Abah sayang banget sama istri Abah, ya? Reporter Warta Priangan akhirnya terdorong untuk melontarkan pertanyaan itu.
“Ya iya lah. Abah tahu diri, selama hidup abah tidak bisa memberikan harta yang banyak. Tapi istri abah setia, mau ngurus Abah. Puluhan tahun dia masak dan mencuci baju Abah. Bahkan ketika Abah stroke lima tahun lalu, istri Abah setia mengurus Abah,” lagi-lagi dengan pandangan yang menerawang.
Abah Maman juga bercerita, kalau rumahnya di kampung bukan rumah mewah. Lebih pantas disebut gubuk. Atapnya kerap bocor, beberapa tiangnya sudah lapuk dimakan usia. Tapi dia mengaku bahagia, hidup bersama istri tercinta yang mau menerima dia apa adanya.

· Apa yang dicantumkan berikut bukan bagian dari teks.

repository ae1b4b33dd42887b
mod requests_logging;

pub use requests_logging::{log_requests, RequestsLoggingLevel};
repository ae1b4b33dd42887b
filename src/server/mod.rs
pub mod config;
mod game_routes;
mod http_layers;
pub mod metrics;
#[allow(clippy::module_inception)]
pub mod server;
pub mod state;

pub use config::ServerConfig;
pub use http_layers::*;
pub use server::run_server;
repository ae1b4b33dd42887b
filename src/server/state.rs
use axum::extract::FromRef;

use crate::catalog_store::WritableCatalogStore;
use crate::play::PlayService;
use std::sync::Arc;
use std::time::Instant;

use super::ServerConfig;

pub type GuardedCatalogStore = Arc<dyn WritableCatalogStore>;
pub type GuardedPlayService = Arc<PlayService>;

#[derive(Clone)]
pub struct ServerState {
    pub config: ServerConfig,
    pub start_time: Instant,
    pub catalog_store: GuardedCatalogStore,
    pub play_service: GuardedPlayService,
    pub hash: String,
}

impl FromRef<ServerState> for GuardedCatalogStore {
    fn from_ref(input: &ServerState) -> Self {
        input.catalog_store.clone()
    }
}

impl FromRef<ServerState> for GuardedPlayService {
    fn from_ref(input: &ServerState) -> Self {
        input.play_service.clone()
    }
}

impl FromRef<ServerState> for ServerConfig {
    fn from_ref(input: &ServerState) -> Self {
        input.config.clone()
    }
}
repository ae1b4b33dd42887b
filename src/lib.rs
//! Songclip server library
//!
//! Builds the variant table from the song catalog offline, and serves play
//! requests against it. The binaries and the end-to-end tests use the
//! modules exposed here.

pub mod catalog_import;
pub mod catalog_store;
pub mod cli_style;
pub mod config;
pub mod groups;
pub mod logging;
pub mod play;
pub mod server;
pub mod sqlite_persistence;
pub mod variants;

pub use server::{run_server, RequestsLoggingLevel};
//! End-to-end tests for the variant listing and server status endpoints

mod common;

use common::*;
use reqwest::StatusCode;
use serde_json::Value;

#[tokio::test]
async fn test_home_reports_published_table() {
    let server = TestServer::spawn().await;
    let client = TestClient::new(server.base_url.clone());

    let response = client.home().await;
    assert_eq!(response.status(), StatusCode::OK);
    let stats: Value = response.json().await.unwrap();
    assert_eq!(stats["variants"], 360);
    assert!(!stats["build_id"].as_str().unwrap().is_empty());
}

#[tokio::test]
async fn test_health() {
    let server = TestServer::spawn().await;
    let client = TestClient::new(server.base_url.clone());

    let response = client.health().await;
    assert_eq!(response.status(), StatusCode::OK);
    let body: Value = response.json().await.unwrap();
    assert_eq!(body["status"], "healthy");
}

#[tokio::test]
async fn test_all_variants_are_ranked() {
    let server = TestServer::spawn().await;
    let client = TestClient::new(server.base_url.clone());

    let response = client.variants().await;
    assert_eq!(response.status(), StatusCode::OK);
    let export: Value = response.json().await.unwrap();
    assert_eq!(export["subset"], "all");

    let variants = export["variants"].as_array().unwrap();
    assert_eq!(variants.len(), 360);
    assert_eq!(variants[0]["key"], ALL_RANDOM_KEY);
    assert_eq!(variants[0]["matchCount"], CATALOG_SIZE);
    assert_eq!(variants[0]["rank"], 1);
    assert_eq!(variants[0]["infoCount"], 0);

    let counts: Vec<u64> = variants
        .iter()
        .map(|v| v["matchCount"].as_u64().unwrap())
        .collect();
    assert!(counts.windows(2).all(|pair| pair[0] >= pair[1]));

    let ranks: Vec<u64> = variants.iter().map(|v| v["rank"].as_u64().unwrap()).collect();
    assert_eq!(ranks, (1..=360).collect::<Vec<u64>>());
}

#[tokio::test]
async fn test_full_info_subset() {
    let server = TestServer::spawn().await;
    let client = TestClient::new(server.base_url.clone());

    let response = client.variants_subset("full-info").await;
    assert_eq!(response.status(), StatusCode::OK);
    let export: Value = response.json().await.unwrap();
    assert_eq!(export["subset"], "full-info");

    let variants = export["variants"].as_array().unwrap();
    assert_eq!(variants.len(), 120);
    for (index, variant) in variants.iter().enumerate() {
        assert_eq!(variant["infoCount"], 4);
        assert_eq!(variant["subsetRank"], index + 1);
        assert!(!variant["key"].as_str().unwrap().contains("RANDOM"));
    }
    let single = variants
        .iter()
        .find(|v| v["key"] == SINGLE_SONG_KEY)
        .unwrap();
    assert_eq!(single["matchCount"], 1);
}

#[tokio::test]
async fn test_unknown_subset_is_rejected() {
    let server = TestServer::spawn().await;
    let client = TestClient::new(server.base_url.clone());

    let response = client.variants_subset("most-info").await;
    assert_eq!(response.status(), StatusCode::BAD_REQUEST);
    let body: Value = response.json().await.unwrap();
    assert_eq!(body["code"], "INVALID_SUBSET");
}

#[tokio::test]
async fn test_unpublished_table_lists_nothing() {
    let server = TestServer::spawn_unpublished().await;
    let client = TestClient::new(server.base_url.clone());

    let response = client.variants().await;
    assert_eq!(response.status(), StatusCode::OK);
    let export: Value = response.json().await.unwrap();
    assert_eq!(export["buildId"], "");
    assert!(export["variants"].as_array().unwrap().is_empty());
}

“Sebenarnya Abah sudah lama disuruh berhenti dagang sama istri. Tapi mau kerja apa di kampung. Sawah tidak punya. Yang nyuruh kerja juga tidak ada. Pernah istri jualan gorengan keliling, Abah tidak tega. Masa istri bekerja, Abahnya diam.”

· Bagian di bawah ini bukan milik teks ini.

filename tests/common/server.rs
//! Test server lifecycle management
//!
//! Each test gets an isolated server with its own catalog, a freshly built
//! variant table, and its own temp directory.

use super::constants::*;
use super::fixtures::{group_config, populate_catalog};
use songclip_server::catalog_store::{CatalogStore, SqliteCatalogStore, WritableCatalogStore};
use songclip_server::groups::ResolvedGroups;
use songclip_server::play::{ClipTiers, PlayService, SnapshotHandle, SnapshotRefresher};
use songclip_server::server::{server::make_app, RequestsLoggingLevel, ServerConfig};
use songclip_server::variants::{RegionTags, SqliteVariantStore, VariantBuilder};
use std::path::{Path, PathBuf};
use std::sync::Arc;
use std::time::Duration;
use tempfile::TempDir;
use tokio::net::TcpListener;

/// Test server instance with isolated catalog and variant table
///
/// When dropped, the server gracefully shuts down and temp resources are cleaned up.
pub struct TestServer {
    /// Base URL for making requests (e.g., "http://127.0.0.1:12345")
    pub base_url: String,

    /// The port the server is listening on
    pub port: u16,

    /// Catalog store for direct database access in tests
    pub catalog_store: Arc<SqliteCatalogStore>,

    snapshot: Arc<SnapshotHandle>,
    refresher: SnapshotRefresher,
    variants_db_path: PathBuf,

    // Keep resources alive until drop
    _temp_dir: TempDir,
    _shutdown_tx: Option<tokio::sync::oneshot::Sender<()>>,
}

impl TestServer {
    /// Spawns a server over the fixture catalog with a published variant table.
    pub async fn spawn() -> Self {
        Self::spawn_with(true).await
    }

    /// Spawns a server whose variant table was never published.
    pub async fn spawn_unpublished() -> Self {
        Self::spawn_with(false).await
    }

    async fn spawn_with(publish: bool) -> Self {
        let temp_dir = TempDir::new().expect("Failed to create temp dir");
        let catalog_store = Arc::new(
            SqliteCatalogStore::new(temp_dir.path().join("catalog.db"), 2)
                .expect("Failed to open catalog store"),
        );
        populate_catalog(&catalog_store).expect("Failed to populate catalog");

        let variants_db_path = temp_dir.path().join("variants.db");
        if publish {
            build_and_publish(catalog_store.as_ref(), &variants_db_path);
        }

        let refresher = SnapshotRefresher::new(
            SqliteVariantStore::new(&variants_db_path).expect("Failed to open variant store"),
            catalog_store.clone() as Arc<dyn CatalogStore>,
            group_config(),
        );
        let snapshot = Arc::new(SnapshotHandle::new(
            refresher.load().expect("Failed to load snapshot"),
        ));
        let play_service = Arc::new(PlayService::new(
            catalog_store.clone() as Arc<dyn CatalogStore>,
            snapshot.clone(),
            ClipTiers::default(),
            Duration::from_secs(2),
        ));

        let listener = TcpListener::bind("127.0.0.1:0")
            .await
            .expect("Failed to bind to random port");
        let port = listener
            .local_addr()
            .expect("Failed to get local address")
            .port();
        let base_url = format!("http://127.0.0.1:{}", port);

        let (shutdown_tx, shutdown_rx) = tokio::sync::oneshot::channel::<()>();

        let config = ServerConfig {
            port,
            requests_logging_level: RequestsLoggingLevel::None,
        };
        let app = make_app(
            config,
            catalog_store.clone() as Arc<dyn WritableCatalogStore>,
            play_service,
        )
        .expect("Failed to build app");

        tokio::spawn(async move {
            axum::serve(listener, app)
                .with_graceful_shutdown(async {
                    shutdown_rx.await.ok();
                })
                .await
                .expect("Server failed");
        });

        let server = Self {
            base_url,
            port,
            catalog_store,
            snapshot,
            refresher,
            variants_db_path,
            _temp_dir: temp_dir,
            _shutdown_tx: Some(shutdown_tx),
        };

        server.wait_for_ready().await;

        server
    }

    /// Rebuilds the variant table from the current catalog, publishes it and
    /// lets the running server pick it up. Returns whether the table changed.
    pub fn rebuild_and_refresh(&self) -> bool {
        build_and_publish(self.catalog_store.as_ref(), &self.variants_db_path);
        self.refresher
            .refresh(&self.snapshot)
            .expect("Failed to refresh snapshot")
    }

    /// Waits for the server to become ready by polling the home endpoint
    async fn wait_for_ready(&self) {
        let client = reqwest::Client::builder()
            .timeout(Duration::from_millis(100))
            .build()
            .expect("Failed to build reqwest client");

        let start = std::time::Instant::now();
        let timeout = Duration::from_millis(SERVER_READY_TIMEOUT_MS);

        loop {
            if start.elapsed() > timeout {
                panic!(
                    "Server did not become ready within {}ms",
                    SERVER_READY_TIMEOUT_MS
                );
            }

            match client.get(format!("{}/", self.base_url)).send().await {
                Ok(response) if response.status().is_success() => return,
                _ => {
                    tokio::time::sleep(Duration::from_millis(SERVER_READY_POLL_INTERVAL_MS)).await;
                }
            }
        }
    }
}

fn build_and_publish(catalog_store: &SqliteCatalogStore, variants_db_path: &Path) {
    let groups =
        ResolvedGroups::load(&group_config(), catalog_store).expect("Failed to resolve groups");
    let variant_store =
        SqliteVariantStore::new(variants_db_path).expect("Failed to open variant store");
    VariantBuilder::new(catalog_store, RegionTags::default(), 2)
        .build_and_publish(&groups, &variant_store)
        .expect("Failed to build variant table");
}

impl Drop for TestServer {
    fn drop(&mut self) {
        if let Some(tx) = self._shutdown_tx.take() {
            let _ = tx.send(());
        }
    }
}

Penghasilan Abah Maman tidak tentu, berkisar RP. 15 ribu – Rp. 50 ribu. Ia terpaksa harus menginap di emperan Terminal Kota Banjar, agar bisa membawa uang saat pulang. Setiap hari, ia menyusuri jalanan Kota Banjar. Menjajakan sapu dan keset dari rumah ke rumah, dari kantor ke kantor. Untuk mendapatkan penghasilan, tak kurang dari 10 kilometer harus ia tapaki.
“Abah suka tidur di mana saja, seringnya di Terminal Banjar, pakai kardus juga nyenyak. Kalau tidak pulang, bisa bawa pulang Rp. 50 ribu kan lumayan. Tapi pernah juga tidak pulang malah tidak dapat sepeserpun,” terang Abah Maman.

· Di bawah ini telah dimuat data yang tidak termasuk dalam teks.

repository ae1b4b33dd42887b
//! Builds, inspects and exports the variant table.

use anyhow::{Context, Result};
use clap::{Parser, Subcommand};
use std::path::{Path, PathBuf};
use std::process::ExitCode;
use tracing::{error, info};

use songclip_server::catalog_store::SqliteCatalogStore;
use songclip_server::cli_style::{
    get_styles, print_error, print_key_value, print_section_footer, print_section_header,
    print_success, print_warning, TableBuilder,
};
use songclip_server::config::{AppConfig, CliConfig, FileConfig};
use songclip_server::logging::init_tracing;
use songclip_server::groups::{GroupName, ResolvedGroups};
use songclip_server::variants::qr::{write_qr_codes, DEFAULT_QR_SIZE};
use songclip_server::variants::{
    SqliteVariantStore, SubsetExport, VariantBuilder, VariantReport, VariantSubset, VariantTable,
};

#[derive(Parser, Debug)]
#[command(name = "cli-variants", styles = get_styles())]
#[command(about = "Build and inspect the variant table")]
struct Args {
    /// Directory holding catalog.db and variants.db.
    #[arg(long)]
    db_dir: Option<PathBuf>,

    /// Optional TOML config file (groups, regions, build parallelism).
    #[arg(long)]
    config: Option<PathBuf>,

    #[command(subcommand)]
    command: Command,
}

#[derive(Subcommand, Debug)]
enum Command {
    /// Counts every variant against the catalog and publishes the table.
    Build,

    /// Summarizes the latest published table.
    Report {
        #[arg(long, value_enum, default_value_t = VariantSubset::All)]
        subset: VariantSubset,

        /// Also list the variants, best populated first.
        #[arg(long)]
        list: bool,

        /// Print the summary as plain text, without colors.
        #[arg(long)]
        plain: bool,
    },

    /// Writes the latest published table, or a subset of it, as JSON.
    Export {
        path: PathBuf,

        #[arg(long, value_enum, default_value_t = VariantSubset::All)]
        subset: VariantSubset,
    },

    /// Writes one SVG QR code per variant, each opening the client on it.
    Qr {
        #[arg(value_name = "DIR")]
        dir: PathBuf,

        /// Client address the codes point at.
        #[arg(long, default_value = "http://localhost:3000")]
        base_url: String,

        #[arg(long, value_enum, default_value_t = VariantSubset::All)]
        subset: VariantSubset,

        /// Minimum image width in pixels.
        #[arg(long, default_value_t = DEFAULT_QR_SIZE)]
        size: u32,
    },
}

fn resolve_config(args: &Args) -> Result<AppConfig> {
    let file_config = args
        .config
        .as_deref()
        .map(FileConfig::load)
        .transpose()?;
    let cli = CliConfig {
        db_dir: args.db_dir.clone(),
        ..Default::default()
    };
    AppConfig::resolve(&cli, file_config)
}

fn load_latest(config: &AppConfig) -> Result<VariantTable> {
    let store = SqliteVariantStore::new(config.variants_db_path())?;
    store
        .load_latest()?
        .context("No variant table published yet, run `cli-variants build` first")
}

fn build(config: &AppConfig) -> Result<()> {
    let catalog = SqliteCatalogStore::new(config.catalog_db_path(), config.build_parallelism)?;
    let variant_store = SqliteVariantStore::new(config.variants_db_path())?;

    let groups = ResolvedGroups::load(&config.groups, &catalog)?;
    print_section_header("Genre groups");
    for group in GroupName::ALL {
        let members = groups.members(group);
        let mut value = format!("{} categories", members.len());
        if group == GroupName::Other && groups.is_other_derived() {
            value.push_str(" (derived)");
        }
        print_key_value(group.token(), &value);
    }
    print_section_footer();

    let builder = VariantBuilder::new(&catalog, config.regions.clone(), config.build_parallelism);
    let table = builder.build_and_publish(&groups, &variant_store)?;

    print_success(&format!(
        "Published variant table {} ({} variants over {} songs)",
        table.build_id(),
        table.len(),
        table.catalog_songs()
    ));
    let empty = table.ranked().iter().filter(|v| v.match_count == 0).count();
    if empty > 0 {
        print_warning(&format!("{} variants have no songs", empty));
    }
    Ok(())
}

fn report(config: &AppConfig, subset: VariantSubset, list: bool, plain: bool) -> Result<()> {
    let table = load_latest(config)?;
    let report = VariantReport::new(&table, subset);

    if plain {
        print!("{}", report);
    } else {
        print_section_header(&format!("Variants ({})", subset));
        print_key_value("Build", &report.build_id);
        print_key_value("Variants", &report.total.to_string());
        print_key_value("With songs", &report.with_songs.to_string());
        print_key_value("Without songs", &report.without_songs.to_string());
        print_key_value("Average songs", &format!("{:.1}", report.average_songs));
        if let Some((key, count)) = &report.most_populated {
            print_key_value("Most populated", &format!("{} ({})", key, count));
        }
        if let Some((key, count)) = &report.least_populated {
            print_key_value("Least populated", &format!("{} ({})", key, count));
        }
        print_section_footer();
    }

    if list {
        let mut rows = TableBuilder::new(vec!["Rank", "Subset rank", "Key", "Songs"]);
        for entry in subset.select(&table) {
            rows.add_row(vec![
                entry.variant.rank.to_string(),
                entry.subset_rank.to_string(),
                entry.variant.key.to_string(),
                entry.variant.match_count.to_string(),
            ]);
        }
        if plain {
            for line in rows.render() {
                println!("{}", line);
            }
        } else {
            rows.print();
        }
    }
    Ok(())
}

fn export(config: &AppConfig, path: &Path, subset: VariantSubset) -> Result<()> {
    let table = load_latest(config)?;
    let export = SubsetExport::new(&table, subset);
    export.write_atomically(path)?;
    print_success(&format!(
        "Wrote {} variants of build {} to {}",
        export.variants.len(),
        export.build_id,
        path.display()
    ));
    Ok(())
}

fn qr(
    config: &AppConfig,
    dir: &Path,
    base_url: &str,
    subset: VariantSubset,
    size: u32,
) -> Result<()> {
    let table = load_latest(config)?;
    let written = write_qr_codes(&table, subset, dir, base_url, size)?;
    print_success(&format!(
        "Wrote {} QR codes of build {} to {}",
        written,
        table.build_id(),
        dir.display()
    ));
    Ok(())
}

fn run(args: &Args) -> Result<()> {
    let config = resolve_config(args)?;
    match &args.command {
        Command::Build => build(&config),
        Command::Report {
            subset,
            list,
            plain,
        } => report(&config, *subset, *list, *plain),
        Command::Export { path, subset } => export(&config, path, *subset),
        Command::Qr {
            dir,
            base_url,
            subset,
            size,
        } => qr(&config, dir, base_url, *subset, *size),
    }
}

fn main() -> ExitCode {
    init_tracing();

    let args = Args::parse();
    info!("cli-variants {:?}", args.command);
    match run(&args) {
        Ok(()) => ExitCode::SUCCESS,
        Err(err) => {
            error!("{:#}", err);
            print_error(&format!("{:#}", err));
            ExitCode::FAILURE
        }
    }
}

Dari istri tercintanya, sebenarnya Abah Maman dikarunia tiga orang putera. Namun keduanya sudah berumah tangga dan tinggal di ibu kota. Menurutnya, kondisi hidup mereka juga sama saja.
“Abah juga tahu hidup anak Abah pas-pasan, kasihan. Lagi pula, untuk kebutuhan istri Abah kan kewajiban Abah. Selama Abah masih bisa berdiri, Abah tidak akan berhenti berusaha,” tuturnya. (Reza Fajrin/WP)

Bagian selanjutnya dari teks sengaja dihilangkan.